CVE-2025-9964 is a high-severity vulnerability identified in the Novakon P series industrial control devices, specifically version P – V2001.A.C518o2. The core issue is the absence of a password set for the root user account, effectively allowing anyone with physical access to the device to gain unrestricted console access. This vulnerability is classified under CWE-521, which pertains to weak or missing password requirements. Since the root account typically has full administrative privileges, an attacker can manipulate device configurations, disrupt operations, or pivot to other parts of the network. The CVSS 4.0 score of 8.6 reflects the critical nature of this vulnerability, with a vector indicating physical attack vector (AV:P), low attack complexity (AC:L), no privileges or user interaction required (PR:N/UI:N), and high impact on confidentiality, integrity, and availability (VC:H/VI:H/VA:H). Although no known exploits are currently reported in the wild, the vulnerability’s nature makes it a significant risk in environments where physical security is not strictly enforced. The lack of a password on the root account is a fundamental security oversight, especially for industrial control systems that often operate critical infrastructure or manufacturing processes. This vulnerability could be exploited by insiders or intruders who gain physical access, potentially leading to operational disruptions, data manipulation, or safety hazards.

For European organizations, especially those operating in critical infrastructure sectors such as energy, manufacturing, transportation, and utilities, this vulnerability poses a substantial risk. Industrial control systems like the Novakon P series are often integral to operational technology (OT) environments. Unauthorized root access could lead to sabotage, production downtime, or safety incidents, which in turn could have cascading effects on supply chains and public safety. Given the high impact on confidentiality, integrity, and availability, attackers could manipulate device settings, disable safety mechanisms, or exfiltrate sensitive operational data. The physical access requirement somewhat limits remote exploitation, but insider threats or inadequate physical security controls could facilitate attacks. Additionally, compliance with European regulations such as NIS2 Directive and GDPR could be jeopardized if this vulnerability leads to data breaches or service disruptions. The reputational and financial consequences for affected organizations could be severe, including regulatory fines and loss of customer trust.

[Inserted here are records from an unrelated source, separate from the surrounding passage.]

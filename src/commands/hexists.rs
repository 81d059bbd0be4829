use async_trait::async_trait;
use bytes::Bytes;

use crate::commands::executable::{Context, Executable};
use crate::commands::CommandParser;
use crate::frame::Frame;
use crate::Error;

/// Returns if field is an existing field in the hash stored at key.
///
/// Ref: <https://redis.io/docs/latest/commands/hexists/>
#[derive(Debug, PartialEq)]
pub struct Hexists {
    pub key: Bytes,
    pub field: Bytes,
}

#[async_trait]
impl Executable for Hexists {
    async fn exec(self, ctx: &mut Context<'_>) -> Result<Frame, Error> {
        let exists = ctx
            .db()
            .hashes
            .exists_field(&self.key, &self.field)
            .await?;

        Ok(Frame::Integer(exists as i64))
    }
}

impl TryFrom<&mut CommandParser> for Hexists {
    type Error = Error;

    fn try_from(parser: &mut CommandParser) -> Result<Self, Self::Error> {
        let key = parser.next_bytes()?;
        let field = parser.next_bytes()?;

        Ok(Self { key, field })
    }
}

To mitigate this vulnerability, European organizations should immediately verify the firmware version of their Novakon P series devices and confirm whether the root password is set. If the affected version (P – V2001.A.C518o2) is in use, organizations should implement the following specific measures: 1) Physically secure all devices to prevent unauthorized access, including locked cabinets and restricted access areas. 2) Manually set a strong, complex password for the root account if the device allows it, or apply any available vendor patches or firmware updates once released. 3) Implement strict access control policies and monitor physical access logs to detect unauthorized entry attempts. 4) Employ network segmentation to isolate these devices from broader IT networks, limiting potential lateral movement. 5) Conduct regular security audits and penetration tests focusing on physical security and device configurations. 6) Engage with Novakon support to request official patches or guidance and monitor for any future advisories. 7) Train personnel on the importance of physical security and the risks associated with this vulnerability. These targeted actions go beyond generic advice by focusing on the unique combination of physical access and device-specific configuration weaknesses.